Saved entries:

* * *

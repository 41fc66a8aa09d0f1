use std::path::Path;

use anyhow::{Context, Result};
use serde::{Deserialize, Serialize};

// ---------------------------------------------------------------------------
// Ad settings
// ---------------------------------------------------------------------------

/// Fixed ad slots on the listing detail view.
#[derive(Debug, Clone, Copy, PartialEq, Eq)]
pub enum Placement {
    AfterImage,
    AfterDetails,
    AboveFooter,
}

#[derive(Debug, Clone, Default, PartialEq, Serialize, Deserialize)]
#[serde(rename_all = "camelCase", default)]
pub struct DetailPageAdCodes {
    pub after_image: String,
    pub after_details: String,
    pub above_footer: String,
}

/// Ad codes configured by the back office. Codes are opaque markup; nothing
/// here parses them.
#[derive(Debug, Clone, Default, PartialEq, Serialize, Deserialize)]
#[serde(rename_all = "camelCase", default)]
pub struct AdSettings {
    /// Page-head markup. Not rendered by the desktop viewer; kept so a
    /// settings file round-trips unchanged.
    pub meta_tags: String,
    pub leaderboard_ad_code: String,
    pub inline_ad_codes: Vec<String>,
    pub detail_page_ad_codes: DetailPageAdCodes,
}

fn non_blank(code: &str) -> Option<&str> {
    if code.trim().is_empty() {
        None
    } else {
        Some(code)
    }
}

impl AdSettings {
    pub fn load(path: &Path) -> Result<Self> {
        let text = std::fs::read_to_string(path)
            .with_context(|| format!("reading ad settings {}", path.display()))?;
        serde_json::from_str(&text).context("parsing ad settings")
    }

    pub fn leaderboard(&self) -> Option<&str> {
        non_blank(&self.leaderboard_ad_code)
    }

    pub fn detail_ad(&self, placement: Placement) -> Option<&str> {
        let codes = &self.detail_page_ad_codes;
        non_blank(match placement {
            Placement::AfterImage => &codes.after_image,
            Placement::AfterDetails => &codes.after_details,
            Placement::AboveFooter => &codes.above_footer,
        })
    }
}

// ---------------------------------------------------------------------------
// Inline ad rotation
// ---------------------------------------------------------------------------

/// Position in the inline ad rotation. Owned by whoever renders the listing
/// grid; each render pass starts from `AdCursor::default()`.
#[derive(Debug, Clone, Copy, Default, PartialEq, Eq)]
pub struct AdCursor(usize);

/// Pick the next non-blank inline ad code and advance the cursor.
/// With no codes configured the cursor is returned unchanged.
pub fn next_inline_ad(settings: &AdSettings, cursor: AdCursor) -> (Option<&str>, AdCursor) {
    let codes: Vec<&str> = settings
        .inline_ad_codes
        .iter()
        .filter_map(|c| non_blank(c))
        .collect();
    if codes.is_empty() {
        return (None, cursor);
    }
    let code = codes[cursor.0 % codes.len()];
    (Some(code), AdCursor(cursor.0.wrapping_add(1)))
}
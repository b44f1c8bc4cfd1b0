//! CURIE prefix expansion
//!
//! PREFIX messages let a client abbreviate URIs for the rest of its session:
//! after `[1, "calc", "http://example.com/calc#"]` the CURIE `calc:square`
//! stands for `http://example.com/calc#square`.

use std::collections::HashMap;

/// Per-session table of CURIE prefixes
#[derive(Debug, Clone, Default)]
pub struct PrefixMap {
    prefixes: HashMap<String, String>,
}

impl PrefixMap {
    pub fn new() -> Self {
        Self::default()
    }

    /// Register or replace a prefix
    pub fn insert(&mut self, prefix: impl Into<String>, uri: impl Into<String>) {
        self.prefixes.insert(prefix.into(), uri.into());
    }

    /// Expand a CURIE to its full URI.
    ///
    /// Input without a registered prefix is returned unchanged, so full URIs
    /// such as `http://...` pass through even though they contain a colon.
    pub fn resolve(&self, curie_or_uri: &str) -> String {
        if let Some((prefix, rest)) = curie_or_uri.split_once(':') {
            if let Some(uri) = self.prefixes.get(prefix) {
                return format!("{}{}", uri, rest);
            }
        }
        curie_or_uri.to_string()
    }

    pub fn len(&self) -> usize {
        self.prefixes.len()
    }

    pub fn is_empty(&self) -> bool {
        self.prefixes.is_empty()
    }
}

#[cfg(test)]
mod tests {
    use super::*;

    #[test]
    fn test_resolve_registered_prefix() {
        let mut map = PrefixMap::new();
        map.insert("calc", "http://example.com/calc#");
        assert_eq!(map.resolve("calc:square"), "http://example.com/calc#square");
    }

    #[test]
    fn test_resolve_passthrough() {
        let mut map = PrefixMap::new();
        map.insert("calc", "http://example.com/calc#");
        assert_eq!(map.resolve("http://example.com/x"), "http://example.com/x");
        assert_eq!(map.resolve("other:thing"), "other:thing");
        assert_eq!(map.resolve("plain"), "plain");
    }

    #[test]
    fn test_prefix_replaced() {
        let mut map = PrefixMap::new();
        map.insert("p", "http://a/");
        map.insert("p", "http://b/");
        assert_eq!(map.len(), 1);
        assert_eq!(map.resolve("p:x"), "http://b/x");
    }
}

* * *

EXERCISE BRIEF: Copy out all of the records above with nothing altered.

ANSWER FOR THE TASK:
repository 41fc66a8aa09d0f1
use std::path::Path;

use anyhow::{Context, Result};
use serde::{Deserialize, Serialize};

// ---------------------------------------------------------------------------
// Ad settings
// ---------------------------------------------------------------------------

/// Fixed ad slots on the listing detail view.
#[derive(Debug, Clone, Copy, PartialEq, Eq)]
pub enum Placement {
    AfterImage,
    AfterDetails,
    AboveFooter,
}

#[derive(Debug, Clone, Default, PartialEq, Serialize, Deserialize)]
#[serde(rename_all = "camelCase", default)]
pub struct DetailPageAdCodes {
    pub after_image: String,
    pub after_details: String,
    pub above_footer: String,
}

/// Ad codes configured by the back office. Codes are opaque markup; nothing
/// here parses them.
#[derive(Debug, Clone, Default, PartialEq, Serialize, Deserialize)]
#[serde(rename_all = "camelCase", default)]
pub struct AdSettings {
    /// Page-head markup. Not rendered by the desktop viewer; kept so a
    /// settings file round-trips unchanged.
    pub meta_tags: String,
    pub leaderboard_ad_code: String,
    pub inline_ad_codes: Vec<String>,
    pub detail_page_ad_codes: DetailPageAdCodes,
}

fn non_blank(code: &str) -> Option<&str> {
    if code.trim().is_empty() {
        None
    } else {
        Some(code)
    }
}

impl AdSettings {
    pub fn load(path: &Path) -> Result<Self> {
        let text = std::fs::read_to_string(path)
            .with_context(|| format!("reading ad settings {}", path.display()))?;
        serde_json::from_str(&text).context("parsing ad settings")
    }

    pub fn leaderboard(&self) -> Option<&str> {
        non_blank(&self.leaderboard_ad_code)
    }

    pub fn detail_ad(&self, placement: Placement) -> Option<&str> {
        let codes = &self.detail_page_ad_codes;
        non_blank(match placement {
            Placement::AfterImage => &codes.after_image,
            Placement::AfterDetails => &codes.after_details,
            Placement::AboveFooter => &codes.above_footer,
        })
    }
}

// ---------------------------------------------------------------------------
// Inline ad rotation
// ---------------------------------------------------------------------------

/// Position in the inline ad rotation. Owned by whoever renders the listing
/// grid; each render pass starts from `AdCursor::default()`.
#[derive(Debug, Clone, Copy, Default, PartialEq, Eq)]
pub struct AdCursor(usize);

/// Pick the next non-blank inline ad code and advance the cursor.
/// With no codes configured the cursor is returned unchanged.
pub fn next_inline_ad(settings: &AdSettings, cursor: AdCursor) -> (Option<&str>, AdCursor) {
    let codes: Vec<&str> = settings
        .inline_ad_codes
        .iter()
        .filter_map(|c| non_blank(c))
        .collect();
    if codes.is_empty() {
        return (None, cursor);
    }
    let code = codes[cursor.0 % codes.len()];
    (Some(code), AdCursor(cursor.0.wrapping_add(1)))
}
repository b44f1c8bc4cfd1b0
//! CURIE prefix expansion
//!
//! PREFIX messages let a client abbreviate URIs for the rest of its session:
//! after `[1, "calc", "http://example.com/calc#"]` the CURIE `calc:square`
//! stands for `http://example.com/calc#square`.

use std::collections::HashMap;

/// Per-session table of CURIE prefixes
#[derive(Debug, Clone, Default)]
pub struct PrefixMap {
    prefixes: HashMap<String, String>,
}

impl PrefixMap {
    pub fn new() -> Self {
        Self::default()
    }

    /// Register or replace a prefix
    pub fn insert(&mut self, prefix: impl Into<String>, uri: impl Into<String>) {
        self.prefixes.insert(prefix.into(), uri.into());
    }

    /// Expand a CURIE to its full URI.
    ///
    /// Input without a registered prefix is returned unchanged, so full URIs
    /// such as `http://...` pass through even though they contain a colon.
    pub fn resolve(&self, curie_or_uri: &str) -> String {
        if let Some((prefix, rest)) = curie_or_uri.split_once(':') {
            if let Some(uri) = self.prefixes.get(prefix) {
                return format!("{}{}", uri, rest);
            }
        }
        curie_or_uri.to_string()
    }

    pub fn len(&self) -> usize {
        self.prefixes.len()
    }

    pub fn is_empty(&self) -> bool {
        self.prefixes.is_empty()
    }
}

#[cfg(test)]
mod tests {
    use super::*;

    #[test]
    fn test_resolve_registered_prefix() {
        let mut map = PrefixMap::new();
        map.insert("calc", "http://example.com/calc#");
        assert_eq!(map.resolve("calc:square"), "http://example.com/calc#square");
    }

    #[test]
    fn test_resolve_passthrough() {
        let mut map = PrefixMap::new();
        map.insert("calc", "http://example.com/calc#");
        assert_eq!(map.resolve("http://example.com/x"), "http://example.com/x");
        assert_eq!(map.resolve("other:thing"), "other:thing");
        assert_eq!(map.resolve("plain"), "plain");
    }

    #[test]
    fn test_prefix_replaced() {
        let mut map = PrefixMap::new();
        map.insert("p", "http://a/");
        map.insert("p", "http://b/");
        assert_eq!(map.len(), 1);
        assert_eq!(map.resolve("p:x"), "http://b/x");
    }
}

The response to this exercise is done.